"Little Fish" - Film Review
Slated to premiere at the 2020 Tribeca Film Festival and ultimately postponed due to Covid-19, Little Fish is the victim of terrible timing. The rights were purchased in late 2020, but Little Fish did not get released until April 2021, a full year into the pandemic. It is not the victim of timing simply due to the delay, but also because Little Fish is about a pandemic. It’s difficult for audiences to muster the desire to see this film while the pandemic continues to rage with no end in sight.

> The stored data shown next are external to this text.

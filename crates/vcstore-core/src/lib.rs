pub mod error;
pub mod selector;
pub mod traits;
pub mod types;

pub use error::*;
pub use selector::*;
pub use traits::*;
pub use types::*;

Those who do watch will find a heart-wrenchingly beautiful movie about humans who try to care for each other in the face of something devastating and unprecedented. Little Fish is the story of Jude (Jack O'Connell) and Emma (Olivia Cooke), a married couple, at the beginning of a pandemic of an Alzheimer’s-like disease that is incurable and ravaging the world. Scientists and doctors work day and night to understand who will catch the disease and how quickly or slowly they will lose their memories. The one thing everyone can agree on is that it’s irreversible. Jude and Emma’s relationship is strained once Jude begins to lose his memory.
How does one grieve when their specific tragedy is shared but also isolated from the rest of the world? The human experience is built on communal knowledge and memories. What happens when those memories fade on a worldwide scale? There’s a unique desperation in the memory loss for the people in Little Fish because they are aware of what they are losing. That sort of loss drives some people to violence, and often to a breaking point.
Little Fish’s focus on a pandemic could make the movie feel overwhelming. As we’ve all learned, living through a pandemic is all-encompassing and extremely exhausting. In the case of Little Fish, keeping the focus on one relationship allows the film to avoid feeling too out of this world. Cooke and O’Connell have consistently turned in top-tier performances since 2009 in movies and television series, and Little Fish is no exception. Their chemistry is magnetic, and effortlessly pulls the audience into their love story. Without these strong performances, watching Jude slowly lose the memories of his life with Emma could feel insignificant. Instead, the scenes are melancholic and excruciating because the audience knows that, despite his best efforts to remember, Jude has no option but to forget.
Because of the delays, audiences are going to assume that Little Fish was inspired by the Covid-19 pandemic, but it was adapted from a short story written in 2011. No matter when it was made, its message that humans are best when they are in love is timeless. Our greatest treasure is sharing moments with people we care about, whose loss would break us. We hold onto those for dear life.